Stored data
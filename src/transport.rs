//! Authenticated HTTP exchange for one batch.

use crate::endpoint::{self, Capability};
use crate::input::AnalysisInput;
use crate::types::ResponseRecord;
use crate::{Error, Result};
use bytes::Bytes;
use serde_json::{json, Value};
use std::time::Duration;

/// Header carrying the caller's subscription key on every request.
pub const SUBSCRIPTION_KEY_HEADER: &str = "Ocp-Apim-Subscription-Key";

/// Body of one batch submission.
#[derive(Debug, Clone)]
pub enum Payload {
    /// JSON path: the input is converted and wrapped as `{"documents": [..]}`.
    Documents(AnalysisInput),
    /// Binary path (vision): bytes go on the wire verbatim.
    Binary(Bytes),
}

/// Performs the POST exchange for a single batch and parses the response
/// envelope. One exchange per batch, no pagination, no internal retry.
#[derive(Debug)]
pub struct TransportClient {
    http: reqwest::Client,
    base_url: String,
    subscription_key: String,
}

impl TransportClient {
    pub fn builder() -> TransportClientBuilder {
        TransportClientBuilder::new()
    }

    /// Send one batch and return the service's ordered document records.
    pub async fn send(
        &self,
        capability: Capability,
        payload: Payload,
        params: &[(String, String)],
    ) -> Result<Vec<ResponseRecord>> {
        let url = format!(
            "{}{}",
            self.base_url.trim_end_matches('/'),
            endpoint::resolve(capability)?
        );

        let mut request = self
            .http
            .post(&url)
            .header(SUBSCRIPTION_KEY_HEADER, &self.subscription_key);
        if !params.is_empty() {
            request = request.query(params);
        }

        request = match payload {
            Payload::Documents(input) => {
                let documents = input.convert();
                tracing::debug!(
                    capability = capability.as_str(),
                    batch_size = documents.len(),
                    "posting document batch"
                );
                request
                    .header("Content-Type", "application/json")
                    .json(&json!({ "documents": documents }))
            }
            Payload::Binary(bytes) => {
                tracing::debug!(
                    capability = capability.as_str(),
                    bytes = bytes.len(),
                    "posting binary payload"
                );
                request
                    .header("Content-Type", "application/octet-stream")
                    .body(bytes)
            }
        };

        let response = request.send().await?;
        let status = response.status();
        let body = response.text().await?;
        tracing::debug!(capability = capability.as_str(), status = status.as_u16(), "exchange complete");
        if !status.is_success() {
            return Err(Error::Service {
                status: status.as_u16(),
                body,
            });
        }
        parse_envelope(&body)
    }
}

/// Extract the ordered `documents` sequence from a response body.
fn parse_envelope(body: &str) -> Result<Vec<ResponseRecord>> {
    let value: Value = serde_json::from_str(body)
        .map_err(|e| Error::malformed(format!("response is not JSON: {e}")))?;
    let documents = value
        .get("documents")
        .and_then(Value::as_array)
        .ok_or_else(|| Error::malformed("response has no 'documents' array"))?;
    documents
        .iter()
        .map(|doc| {
            doc.as_object()
                .cloned()
                .ok_or_else(|| Error::malformed("'documents' element is not an object"))
        })
        .collect()
}

pub struct TransportClientBuilder {
    base_url: Option<String>,
    subscription_key: Option<String>,
    timeout_secs: u64,
}

impl TransportClientBuilder {
    pub fn new() -> Self {
        Self {
            base_url: None,
            subscription_key: None,
            timeout_secs: 30,
        }
    }

    pub fn base_url(mut self, url: impl Into<String>) -> Self {
        self.base_url = Some(url.into());
        self
    }

    pub fn subscription_key(mut self, key: impl Into<String>) -> Self {
        self.subscription_key = Some(key.into());
        self
    }

    pub fn timeout_secs(mut self, secs: u64) -> Self {
        self.timeout_secs = secs;
        self
    }

    pub fn build(self) -> Result<TransportClient> {
        let base_url = self
            .base_url
            .ok_or_else(|| Error::Configuration("base URL required".to_string()))?;
        url::Url::parse(&base_url)
            .map_err(|e| Error::Configuration(format!("invalid base URL '{base_url}': {e}")))?;
        let subscription_key = self
            .subscription_key
            .or_else(|| std::env::var("ANNOBATCH_SUBSCRIPTION_KEY").ok())
            .ok_or_else(|| {
                Error::Configuration(
                    "subscription key required (ANNOBATCH_SUBSCRIPTION_KEY)".to_string(),
                )
            })?;
        let http = reqwest::Client::builder()
            .timeout(Duration::from_secs(self.timeout_secs))
            .build()
            .map_err(|e| Error::Configuration(format!("failed to create HTTP client: {e}")))?;
        Ok(TransportClient {
            http,
            base_url,
            subscription_key,
        })
    }
}

impl Default for TransportClientBuilder {
    fn default() -> Self {
        Self::new()
    }
}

● **Activity**
The lines from the top of the data above down to the line containing "pub const SUBSCRIPTION_KEY_HEADER: &str" are to be copied exactly; no other line should appear.

● **Result for this exercise**
filename src/transport.rs
//! Authenticated HTTP exchange for one batch.

use crate::endpoint::{self, Capability};
use crate::input::AnalysisInput;
use crate::types::ResponseRecord;
use crate::{Error, Result};
use bytes::Bytes;
use serde_json::{json, Value};
use std::time::Duration;

/// Header carrying the caller's subscription key on every request.
pub const SUBSCRIPTION_KEY_HEADER: &str = "Ocp-Apim-Subscription-Key";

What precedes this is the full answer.